_What the task requires_
What lines below include the string "MemorySource"? Pick them out and copy them.

(Saved entries)
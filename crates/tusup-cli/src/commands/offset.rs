//! Offset command - query how far an upload got

use anyhow::{Context, Result};
use tusup_client::Uploader;

use crate::output::{format_bytes, OutputContext};

pub async fn offset(uploader: &Uploader, url: &str, ctx: &OutputContext) -> Result<()> {
    let offset = uploader
        .resolve_offset(url)
        .await
        .with_context(|| format!("Failed to query offset of {}", url))?;

    if ctx.quiet {
        println!("{}", offset);
        return Ok(());
    }

    ctx.print_kv(&[
        ("URL", url.to_string()),
        ("Offset", offset.to_string()),
        ("Stored", format_bytes(offset)),
    ]);
    Ok(())
}
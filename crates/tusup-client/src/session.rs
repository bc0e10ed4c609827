//! Per-upload session state

use std::sync::Arc;

use url::Url;

use crate::error::{Result, UploadError};
use crate::progress::{ProgressCallback, ProgressTracker};
use crate::source::ByteSource;

/// State of one `upload` call: where the bytes go, where they come from, and
/// how far the endpoint has confirmed.
///
/// `current_offset` only moves to offsets reported by the endpoint.
pub struct UploadSession {
    url: Url,
    source: Arc<dyn ByteSource>,
    size: u64,
    current_offset: u64,
    chunk_size: Option<u64>,
    progress: Arc<ProgressTracker>,
}

impl UploadSession {
    /// Validate inputs and start a session at `offset`
    pub fn new(
        url: &str,
        source: Arc<dyn ByteSource>,
        offset: u64,
        chunk_size: Option<u64>,
        on_progress: Option<ProgressCallback>,
    ) -> Result<Self> {
        if url.trim().is_empty() {
            return Err(UploadError::invalid_config("upload URL is empty"));
        }
        let url = Url::parse(url)
            .map_err(|e| UploadError::invalid_config(format!("invalid upload URL {:?}: {}", url, e)))?;

        let size = source.len();
        if offset > size {
            return Err(UploadError::invalid_config(format!(
                "upload offset {} is beyond the source size {}",
                offset, size
            )));
        }
        if chunk_size == Some(0) {
            return Err(UploadError::invalid_config("chunk size must be greater than zero"));
        }

        Ok(Self {
            url,
            source,
            size,
            current_offset: offset,
            chunk_size,
            progress: Arc::new(ProgressTracker::new(size, on_progress)),
        })
    }

    pub fn url(&self) -> &Url {
        &self.url
    }

    pub fn source(&self) -> &Arc<dyn ByteSource> {
        &self.source
    }

    /// Total upload size in bytes
    pub fn size(&self) -> u64 {
        self.size
    }

    /// Last offset confirmed by the endpoint
    pub fn current_offset(&self) -> u64 {
        self.current_offset
    }

    pub fn chunk_size(&self) -> Option<u64> {
        self.chunk_size
    }

    pub fn is_chunked(&self) -> bool {
        self.chunk_size.is_some()
    }

    pub fn remaining(&self) -> u64 {
        self.size.saturating_sub(self.current_offset)
    }

    /// Bytes the next PATCH carries
    pub fn next_length(&self) -> u64 {
        match self.chunk_size {
            Some(chunk) => chunk.min(self.remaining()),
            None => self.remaining(),
        }
    }

    pub(crate) fn set_offset(&mut self, offset: u64) {
        self.current_offset = offset;
    }

    pub(crate) fn progress(&self) -> &Arc<ProgressTracker> {
        &self.progress
    }
}

impl std::fmt::Debug for UploadSession {
    fn fmt(&self, f: &mut std::fmt::Formatter<'_>) -> std::fmt::Result {
        f.debug_struct("UploadSession")
            .field("url", &self.url.as_str())
            .field("size", &self.size)
            .field("current_offset", &self.current_offset)
            .field("chunk_size", &self.chunk_size)
            .finish()
    }
}

#[cfg(test)]
mod tests {
    use super::*;
    use crate::source::MemorySource;

    fn source(len: usize) -> Arc<dyn ByteSource> {
        Arc::new(MemorySource::from(vec![0u8; len]))
    }

    #[test]
    fn test_next_length() {
        let session = UploadSession::new("http://h/f", source(1000), 900, Some(300), None).unwrap();
        assert_eq!(session.next_length(), 100);

        let session = UploadSession::new("http://h/f", source(1000), 250, None, None).unwrap();
        assert_eq!(session.next_length(), 750);
        assert!(!session.is_chunked());
    }

    #[test]
    fn test_rejects_invalid_input() {
        assert!(matches!(
            UploadSession::new("", source(10), 0, None, None),
            Err(UploadError::InvalidConfig(_))
        ));
        assert!(matches!(
            UploadSession::new("not a url", source(10), 0, None, None),
            Err(UploadError::InvalidConfig(_))
        ));
        assert!(matches!(
            UploadSession::new("http://h/f", source(10), 11, None, None),
            Err(UploadError::InvalidConfig(_))
        ));
        assert!(matches!(
            UploadSession::new("http://h/f", source(10), 0, Some(0), None),
            Err(UploadError::InvalidConfig(_))
        ));
    }

    #[test]
    fn test_offset_at_size_is_valid() {
        let session = UploadSession::new("http://h/f", source(10), 10, Some(4), None).unwrap();
        assert_eq!(session.remaining(), 0);
        assert_eq!(session.next_length(), 0);
    }
}
//! Offset resolution after a conflict

use std::sync::Arc;

use tracing::{debug, instrument, warn};
use url::Url;

use crate::config::RetryConfig;
use crate::error::{Result, UploadError};
use crate::transport::Transport;

/// Asks the endpoint (HEAD) how many bytes it has durably accepted.
///
/// Any non-200 answer, missing header, or transport failure is retried with
/// exponential backoff until `max_resolve_attempts` is reached.
pub struct OffsetResolver {
    transport: Arc<dyn Transport>,
    retry: RetryConfig,
}

impl OffsetResolver {
    pub fn new(transport: Arc<dyn Transport>, retry: RetryConfig) -> Self {
        Self { transport, retry }
    }

    #[instrument(skip(self), fields(url = %url))]
    pub async fn resolve_offset(&self, url: &Url) -> Result<u64> {
        let attempts = self.retry.max_resolve_attempts.max(1);

        for attempt in 0..attempts {
            let delay = self.retry.delay_for_retry(attempt);
            if !delay.is_zero() {
                debug!("Retrying offset query in {:?}", delay);
                tokio::time::sleep(delay).await;
            }

            match self.transport.head(url).await {
                Ok(response) if response.status == 200 => match response.offset() {
                    Some(offset) => {
                        debug!("Endpoint reports offset {}", offset);
                        return Ok(offset);
                    }
                    None => warn!(
                        "HEAD returned 200 without a usable offset ({:?}), attempt {}/{}",
                        response.upload_offset,
                        attempt + 1,
                        attempts
                    ),
                },
                Ok(response) => warn!(
                    "HEAD returned {}, attempt {}/{}",
                    response.status,
                    attempt + 1,
                    attempts
                ),
                Err(e) => warn!("HEAD failed: {}, attempt {}/{}", e, attempt + 1, attempts),
            }
        }

        Err(UploadError::RetriesExhausted {
            operation: "resolve offset".into(),
            attempts,
        })
    }
}
//! Upload command - send or resume a file upload

use anyhow::{Context, Result};
use indicatif::{ProgressBar, ProgressStyle};
use std::path::Path;
use std::sync::atomic::{AtomicBool, Ordering};
use std::sync::Arc;
use tusup_client::{ByteSource, FileSource, UploadRequest, Uploader};

use crate::output::{format_bytes, OutputContext, UploadRow};

/// Upload `file_path` to `url`, resuming from `offset` when given
pub async fn upload(
    uploader: &mut Uploader,
    url: &str,
    file_path: &Path,
    offset: Option<u64>,
    ctx: &OutputContext,
) -> Result<()> {
    let source = FileSource::open(file_path)
        .await
        .with_context(|| format!("Failed to open file: {}", file_path.display()))?;
    let size = source.len();

    ctx.info(&format!(
        "Uploading {} ({}) to {}",
        file_path.display(),
        format_bytes(size),
        url
    ));

    let pb = if ctx.interactive() {
        let pb = ProgressBar::new(size);
        pb.set_style(
            ProgressStyle::default_bar()
                .template("{spinner:.green} [{bar:40.cyan/blue}] {bytes}/{total_bytes} ({percent}%) {msg}")?
                .progress_chars("=>-"),
        );
        pb.set_position(offset.unwrap_or(0));
        pb
    } else {
        ProgressBar::hidden()
    };

    let mut request = UploadRequest::new(url, source);
    if let Some(offset) = offset {
        request = request.offset(offset);
    }
    let bar = pb.clone();
    request = request.on_progress(move |event| bar.set_position(event.offset));

    // Set up Ctrl+C handler
    let running = Arc::new(AtomicBool::new(true));
    let r = running.clone();
    ctrlc::set_handler(move || {
        r.store(false, Ordering::SeqCst);
    })?;

    let result = {
        let transfer = uploader.upload(request);
        tokio::pin!(transfer);

        loop {
            tokio::select! {
                result = &mut transfer => break Some(result),
                _ = tokio::time::sleep(tokio::time::Duration::from_millis(100)) => {
                    if !running.load(Ordering::SeqCst) {
                        break None;
                    }
                }
            }
        }
    };

    let Some(result) = result else {
        pb.abandon_with_message("Interrupted");
        ctx.warn(&format!(
            "Upload interrupted. Run `tusup offset {}` to see how far it got, then resume with --offset.",
            url
        ));
        return Err(anyhow::anyhow!("Upload interrupted"));
    };

    match result {
        Ok(report) => {
            pb.finish_with_message("Complete!");
            ctx.success(&format!("\nUploaded {} to {}", file_path.display(), url));
            if !ctx.quiet {
                ctx.print_one(&UploadRow::from(&report));
            }
            Ok(())
        }
        Err(e) => {
            pb.abandon_with_message("Failed!");
            if let Some(reached) = uploader.current_offset() {
                ctx.warn(&format!(
                    "Server acknowledged {} of {} bytes. Resume with --offset {}.",
                    reached, size, reached
                ));
            }
            Err(anyhow::Error::new(e).context("Upload failed"))
        }
    }
}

_Your solution_
    use crate::source::MemorySource;
        Arc::new(MemorySource::from(vec![0u8; len]))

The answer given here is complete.